> _What is required_
Filter the listing for lines containing "needed".
** Material supplied follows **
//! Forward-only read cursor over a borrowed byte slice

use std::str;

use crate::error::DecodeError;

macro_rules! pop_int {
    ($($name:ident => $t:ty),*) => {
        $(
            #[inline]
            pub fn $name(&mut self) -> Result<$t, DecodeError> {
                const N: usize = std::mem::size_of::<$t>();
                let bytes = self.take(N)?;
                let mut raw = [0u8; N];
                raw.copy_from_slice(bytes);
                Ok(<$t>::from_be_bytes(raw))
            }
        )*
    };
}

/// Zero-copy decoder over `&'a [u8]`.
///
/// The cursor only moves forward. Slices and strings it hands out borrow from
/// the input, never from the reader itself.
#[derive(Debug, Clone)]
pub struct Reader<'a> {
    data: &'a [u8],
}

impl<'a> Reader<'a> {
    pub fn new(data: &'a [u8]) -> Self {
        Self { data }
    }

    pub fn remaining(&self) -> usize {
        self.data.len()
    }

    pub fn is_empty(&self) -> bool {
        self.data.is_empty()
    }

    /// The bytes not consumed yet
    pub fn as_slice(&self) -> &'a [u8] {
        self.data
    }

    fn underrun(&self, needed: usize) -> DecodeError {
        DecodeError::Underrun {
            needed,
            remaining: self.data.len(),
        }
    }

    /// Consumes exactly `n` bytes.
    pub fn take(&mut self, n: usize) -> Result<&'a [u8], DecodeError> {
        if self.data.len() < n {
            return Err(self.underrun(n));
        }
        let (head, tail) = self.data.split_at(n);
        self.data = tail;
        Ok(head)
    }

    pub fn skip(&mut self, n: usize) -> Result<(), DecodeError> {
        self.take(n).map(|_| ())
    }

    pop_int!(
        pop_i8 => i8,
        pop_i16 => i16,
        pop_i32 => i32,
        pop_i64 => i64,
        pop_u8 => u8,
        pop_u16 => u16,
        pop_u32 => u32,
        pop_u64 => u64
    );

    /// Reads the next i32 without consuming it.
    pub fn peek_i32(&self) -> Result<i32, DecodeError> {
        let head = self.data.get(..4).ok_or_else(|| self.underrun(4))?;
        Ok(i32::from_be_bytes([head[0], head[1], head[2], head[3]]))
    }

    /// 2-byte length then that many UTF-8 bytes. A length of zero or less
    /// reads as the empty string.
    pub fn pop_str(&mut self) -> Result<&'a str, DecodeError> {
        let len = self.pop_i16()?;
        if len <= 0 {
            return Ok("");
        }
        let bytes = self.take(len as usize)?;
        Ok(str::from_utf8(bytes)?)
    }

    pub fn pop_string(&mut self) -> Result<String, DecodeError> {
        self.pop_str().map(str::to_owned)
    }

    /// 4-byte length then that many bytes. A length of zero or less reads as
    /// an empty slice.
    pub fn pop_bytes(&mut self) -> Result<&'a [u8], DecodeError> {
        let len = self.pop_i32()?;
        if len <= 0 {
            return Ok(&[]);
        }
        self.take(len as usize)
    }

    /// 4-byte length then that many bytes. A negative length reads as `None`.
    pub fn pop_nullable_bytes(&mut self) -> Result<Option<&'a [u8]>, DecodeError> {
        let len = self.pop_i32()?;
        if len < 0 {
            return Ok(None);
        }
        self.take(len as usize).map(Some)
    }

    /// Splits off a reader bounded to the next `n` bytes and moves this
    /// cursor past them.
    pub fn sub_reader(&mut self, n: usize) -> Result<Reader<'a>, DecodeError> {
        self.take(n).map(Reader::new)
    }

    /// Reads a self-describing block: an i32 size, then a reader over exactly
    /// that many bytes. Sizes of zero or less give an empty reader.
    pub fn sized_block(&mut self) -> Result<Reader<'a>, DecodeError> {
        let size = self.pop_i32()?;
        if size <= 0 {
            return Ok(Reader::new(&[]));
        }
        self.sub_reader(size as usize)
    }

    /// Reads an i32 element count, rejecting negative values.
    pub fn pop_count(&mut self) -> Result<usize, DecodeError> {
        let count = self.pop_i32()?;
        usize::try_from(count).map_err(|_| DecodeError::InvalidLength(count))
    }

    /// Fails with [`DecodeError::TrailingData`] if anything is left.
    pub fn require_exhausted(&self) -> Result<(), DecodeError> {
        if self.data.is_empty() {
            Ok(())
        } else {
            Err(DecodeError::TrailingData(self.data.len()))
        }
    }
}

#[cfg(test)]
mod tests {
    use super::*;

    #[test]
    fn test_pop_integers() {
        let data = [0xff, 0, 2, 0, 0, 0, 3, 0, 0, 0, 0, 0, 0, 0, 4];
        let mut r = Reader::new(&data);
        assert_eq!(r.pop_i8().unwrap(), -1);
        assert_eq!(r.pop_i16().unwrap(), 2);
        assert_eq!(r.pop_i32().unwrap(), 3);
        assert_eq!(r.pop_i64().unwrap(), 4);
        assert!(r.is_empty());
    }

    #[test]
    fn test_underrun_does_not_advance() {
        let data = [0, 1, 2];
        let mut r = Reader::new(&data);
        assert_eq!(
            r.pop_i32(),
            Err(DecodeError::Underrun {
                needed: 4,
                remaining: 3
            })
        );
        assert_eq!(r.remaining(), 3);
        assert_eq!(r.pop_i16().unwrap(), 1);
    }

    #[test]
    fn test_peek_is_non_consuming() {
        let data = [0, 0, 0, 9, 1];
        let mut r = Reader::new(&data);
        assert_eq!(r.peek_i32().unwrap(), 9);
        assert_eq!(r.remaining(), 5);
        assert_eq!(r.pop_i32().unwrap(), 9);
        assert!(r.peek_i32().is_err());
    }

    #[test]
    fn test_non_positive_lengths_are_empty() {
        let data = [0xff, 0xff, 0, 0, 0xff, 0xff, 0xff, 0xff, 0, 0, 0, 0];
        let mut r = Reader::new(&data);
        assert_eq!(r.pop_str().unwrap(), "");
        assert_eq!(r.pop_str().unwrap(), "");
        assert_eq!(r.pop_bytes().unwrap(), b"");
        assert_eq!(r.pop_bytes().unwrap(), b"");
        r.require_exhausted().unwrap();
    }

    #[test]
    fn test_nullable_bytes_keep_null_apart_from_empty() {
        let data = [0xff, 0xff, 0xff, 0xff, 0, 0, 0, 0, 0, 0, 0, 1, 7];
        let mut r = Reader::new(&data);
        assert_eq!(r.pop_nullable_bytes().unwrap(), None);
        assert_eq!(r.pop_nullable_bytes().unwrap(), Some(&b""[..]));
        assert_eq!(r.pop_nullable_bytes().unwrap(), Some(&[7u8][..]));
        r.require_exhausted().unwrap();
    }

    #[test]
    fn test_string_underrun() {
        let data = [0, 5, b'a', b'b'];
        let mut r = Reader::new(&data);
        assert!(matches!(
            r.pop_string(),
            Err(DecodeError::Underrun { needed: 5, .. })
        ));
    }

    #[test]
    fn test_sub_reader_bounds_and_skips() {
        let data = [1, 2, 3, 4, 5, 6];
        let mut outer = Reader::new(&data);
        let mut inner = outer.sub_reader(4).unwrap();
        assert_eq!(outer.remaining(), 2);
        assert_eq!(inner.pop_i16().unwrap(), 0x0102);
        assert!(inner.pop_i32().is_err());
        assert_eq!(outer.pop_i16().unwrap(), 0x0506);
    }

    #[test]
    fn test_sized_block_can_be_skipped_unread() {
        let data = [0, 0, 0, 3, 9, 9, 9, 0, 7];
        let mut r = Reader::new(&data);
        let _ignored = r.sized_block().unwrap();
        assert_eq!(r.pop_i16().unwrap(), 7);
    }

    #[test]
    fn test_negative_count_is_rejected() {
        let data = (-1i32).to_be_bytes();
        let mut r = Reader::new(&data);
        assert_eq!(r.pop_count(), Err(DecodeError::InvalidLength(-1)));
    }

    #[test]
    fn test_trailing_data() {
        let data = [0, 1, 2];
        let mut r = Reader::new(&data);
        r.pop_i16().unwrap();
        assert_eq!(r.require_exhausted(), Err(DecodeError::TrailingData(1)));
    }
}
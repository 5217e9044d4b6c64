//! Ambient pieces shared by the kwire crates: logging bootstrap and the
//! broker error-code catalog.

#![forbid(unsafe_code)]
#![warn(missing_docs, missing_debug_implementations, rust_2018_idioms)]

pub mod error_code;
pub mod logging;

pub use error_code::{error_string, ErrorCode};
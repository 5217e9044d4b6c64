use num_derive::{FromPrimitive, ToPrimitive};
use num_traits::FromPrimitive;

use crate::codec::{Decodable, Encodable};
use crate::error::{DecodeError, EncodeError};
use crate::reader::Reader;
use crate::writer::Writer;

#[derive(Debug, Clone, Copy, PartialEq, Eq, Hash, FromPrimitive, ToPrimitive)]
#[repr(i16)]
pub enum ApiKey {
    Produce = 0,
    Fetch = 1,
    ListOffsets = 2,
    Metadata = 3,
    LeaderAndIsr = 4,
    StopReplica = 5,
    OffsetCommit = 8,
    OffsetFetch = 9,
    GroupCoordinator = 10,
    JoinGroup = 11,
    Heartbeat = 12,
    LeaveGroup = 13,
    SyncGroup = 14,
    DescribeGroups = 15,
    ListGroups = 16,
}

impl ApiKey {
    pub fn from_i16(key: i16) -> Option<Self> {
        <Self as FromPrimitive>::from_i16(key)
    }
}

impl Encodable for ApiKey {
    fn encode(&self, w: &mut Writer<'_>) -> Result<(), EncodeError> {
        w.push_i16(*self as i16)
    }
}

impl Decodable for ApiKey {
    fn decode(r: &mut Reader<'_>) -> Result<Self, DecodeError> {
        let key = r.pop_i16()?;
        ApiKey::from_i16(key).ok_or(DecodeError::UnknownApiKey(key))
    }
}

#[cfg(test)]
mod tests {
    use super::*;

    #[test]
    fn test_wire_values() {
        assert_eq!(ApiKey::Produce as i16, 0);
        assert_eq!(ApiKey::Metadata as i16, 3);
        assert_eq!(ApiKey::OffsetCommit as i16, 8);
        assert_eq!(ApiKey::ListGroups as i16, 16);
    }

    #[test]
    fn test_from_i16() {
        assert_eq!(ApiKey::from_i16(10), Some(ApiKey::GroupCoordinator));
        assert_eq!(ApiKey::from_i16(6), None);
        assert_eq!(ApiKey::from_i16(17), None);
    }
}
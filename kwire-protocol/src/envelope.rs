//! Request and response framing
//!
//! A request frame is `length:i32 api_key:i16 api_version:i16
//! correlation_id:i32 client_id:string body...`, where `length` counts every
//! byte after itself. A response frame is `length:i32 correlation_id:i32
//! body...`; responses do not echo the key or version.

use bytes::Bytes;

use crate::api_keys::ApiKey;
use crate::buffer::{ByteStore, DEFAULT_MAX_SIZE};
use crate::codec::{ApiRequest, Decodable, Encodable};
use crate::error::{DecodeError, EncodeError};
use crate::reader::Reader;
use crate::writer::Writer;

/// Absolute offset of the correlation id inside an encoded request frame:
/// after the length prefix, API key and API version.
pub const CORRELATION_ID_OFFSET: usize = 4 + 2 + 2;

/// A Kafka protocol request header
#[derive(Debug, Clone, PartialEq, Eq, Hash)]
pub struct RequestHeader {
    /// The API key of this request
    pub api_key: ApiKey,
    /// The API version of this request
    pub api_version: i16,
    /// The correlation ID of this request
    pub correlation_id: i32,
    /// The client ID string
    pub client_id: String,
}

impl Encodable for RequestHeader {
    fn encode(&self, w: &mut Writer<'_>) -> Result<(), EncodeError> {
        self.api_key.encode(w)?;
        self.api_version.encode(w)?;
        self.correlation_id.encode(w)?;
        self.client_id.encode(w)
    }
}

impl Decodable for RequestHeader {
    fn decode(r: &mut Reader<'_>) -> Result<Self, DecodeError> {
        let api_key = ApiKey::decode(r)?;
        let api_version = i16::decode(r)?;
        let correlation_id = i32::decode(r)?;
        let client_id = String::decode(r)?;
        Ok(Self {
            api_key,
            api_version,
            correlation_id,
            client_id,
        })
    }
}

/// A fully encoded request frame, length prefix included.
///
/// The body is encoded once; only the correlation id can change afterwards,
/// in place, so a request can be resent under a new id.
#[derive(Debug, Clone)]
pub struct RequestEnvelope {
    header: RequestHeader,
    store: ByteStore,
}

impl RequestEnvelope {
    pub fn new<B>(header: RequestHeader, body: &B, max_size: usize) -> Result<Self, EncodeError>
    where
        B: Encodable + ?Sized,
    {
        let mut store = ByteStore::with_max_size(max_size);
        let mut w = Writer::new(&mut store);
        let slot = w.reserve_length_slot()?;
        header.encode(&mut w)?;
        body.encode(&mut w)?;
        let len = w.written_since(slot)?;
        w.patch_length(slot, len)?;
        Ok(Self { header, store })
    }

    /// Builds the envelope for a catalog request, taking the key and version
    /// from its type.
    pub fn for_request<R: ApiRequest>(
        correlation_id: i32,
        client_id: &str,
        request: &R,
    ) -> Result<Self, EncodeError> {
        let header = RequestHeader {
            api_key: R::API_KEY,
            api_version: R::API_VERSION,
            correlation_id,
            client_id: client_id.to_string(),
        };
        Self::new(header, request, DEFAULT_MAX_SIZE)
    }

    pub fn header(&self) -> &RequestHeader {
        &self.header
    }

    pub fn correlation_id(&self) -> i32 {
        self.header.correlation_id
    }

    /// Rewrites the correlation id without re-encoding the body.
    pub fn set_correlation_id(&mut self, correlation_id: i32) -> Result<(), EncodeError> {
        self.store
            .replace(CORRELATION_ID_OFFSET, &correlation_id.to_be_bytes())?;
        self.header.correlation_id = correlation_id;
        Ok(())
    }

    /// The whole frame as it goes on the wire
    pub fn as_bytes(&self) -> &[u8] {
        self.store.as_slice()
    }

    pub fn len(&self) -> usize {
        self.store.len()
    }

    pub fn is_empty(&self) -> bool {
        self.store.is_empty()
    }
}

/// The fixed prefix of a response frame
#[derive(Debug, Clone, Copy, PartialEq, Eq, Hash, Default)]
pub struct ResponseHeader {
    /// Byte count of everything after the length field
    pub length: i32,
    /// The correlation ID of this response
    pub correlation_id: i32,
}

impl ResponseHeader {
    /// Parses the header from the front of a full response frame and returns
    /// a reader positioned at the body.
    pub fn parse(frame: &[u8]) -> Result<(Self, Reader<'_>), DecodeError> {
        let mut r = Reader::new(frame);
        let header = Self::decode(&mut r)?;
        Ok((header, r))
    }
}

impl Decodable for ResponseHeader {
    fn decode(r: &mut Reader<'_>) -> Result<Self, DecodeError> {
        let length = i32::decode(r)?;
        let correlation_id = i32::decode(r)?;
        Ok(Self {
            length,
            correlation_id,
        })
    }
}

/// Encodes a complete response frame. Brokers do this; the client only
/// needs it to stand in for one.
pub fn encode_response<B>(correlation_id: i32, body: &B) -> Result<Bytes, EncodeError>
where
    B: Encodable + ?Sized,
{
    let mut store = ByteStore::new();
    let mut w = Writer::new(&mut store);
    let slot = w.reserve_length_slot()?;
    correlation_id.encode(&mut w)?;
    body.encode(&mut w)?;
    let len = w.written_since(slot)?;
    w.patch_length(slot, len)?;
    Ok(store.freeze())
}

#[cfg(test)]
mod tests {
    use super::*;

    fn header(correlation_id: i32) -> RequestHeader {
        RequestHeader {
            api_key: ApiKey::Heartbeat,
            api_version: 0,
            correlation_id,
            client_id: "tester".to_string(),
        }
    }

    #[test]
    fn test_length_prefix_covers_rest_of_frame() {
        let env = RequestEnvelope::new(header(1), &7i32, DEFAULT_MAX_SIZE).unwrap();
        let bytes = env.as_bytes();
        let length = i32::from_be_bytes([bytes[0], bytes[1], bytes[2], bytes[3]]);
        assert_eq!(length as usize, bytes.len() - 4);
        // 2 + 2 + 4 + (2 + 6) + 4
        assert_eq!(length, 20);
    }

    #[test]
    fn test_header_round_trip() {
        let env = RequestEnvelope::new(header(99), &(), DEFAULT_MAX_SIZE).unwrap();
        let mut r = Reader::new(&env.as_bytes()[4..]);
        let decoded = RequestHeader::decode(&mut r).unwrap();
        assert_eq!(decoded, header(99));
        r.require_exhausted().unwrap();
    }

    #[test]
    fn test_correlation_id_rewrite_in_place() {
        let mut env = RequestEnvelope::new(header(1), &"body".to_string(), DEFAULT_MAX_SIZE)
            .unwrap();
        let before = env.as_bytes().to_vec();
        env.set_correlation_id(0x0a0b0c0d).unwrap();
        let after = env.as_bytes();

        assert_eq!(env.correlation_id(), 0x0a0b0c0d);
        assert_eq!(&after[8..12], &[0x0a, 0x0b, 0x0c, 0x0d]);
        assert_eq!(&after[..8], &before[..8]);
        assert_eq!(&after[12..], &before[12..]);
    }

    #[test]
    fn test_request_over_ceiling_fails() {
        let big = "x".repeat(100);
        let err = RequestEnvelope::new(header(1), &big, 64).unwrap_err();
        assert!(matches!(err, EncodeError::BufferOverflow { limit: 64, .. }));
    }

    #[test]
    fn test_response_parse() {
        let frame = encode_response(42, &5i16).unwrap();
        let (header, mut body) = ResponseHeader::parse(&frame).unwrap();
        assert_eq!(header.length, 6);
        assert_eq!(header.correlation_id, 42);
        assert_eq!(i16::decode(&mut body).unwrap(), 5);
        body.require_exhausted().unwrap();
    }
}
** End of Material supplied **
> _Answer to this task_
    fn underrun(&self, needed: usize) -> DecodeError {
            needed,
                needed: 4,
            Err(DecodeError::Underrun { needed: 5, .. })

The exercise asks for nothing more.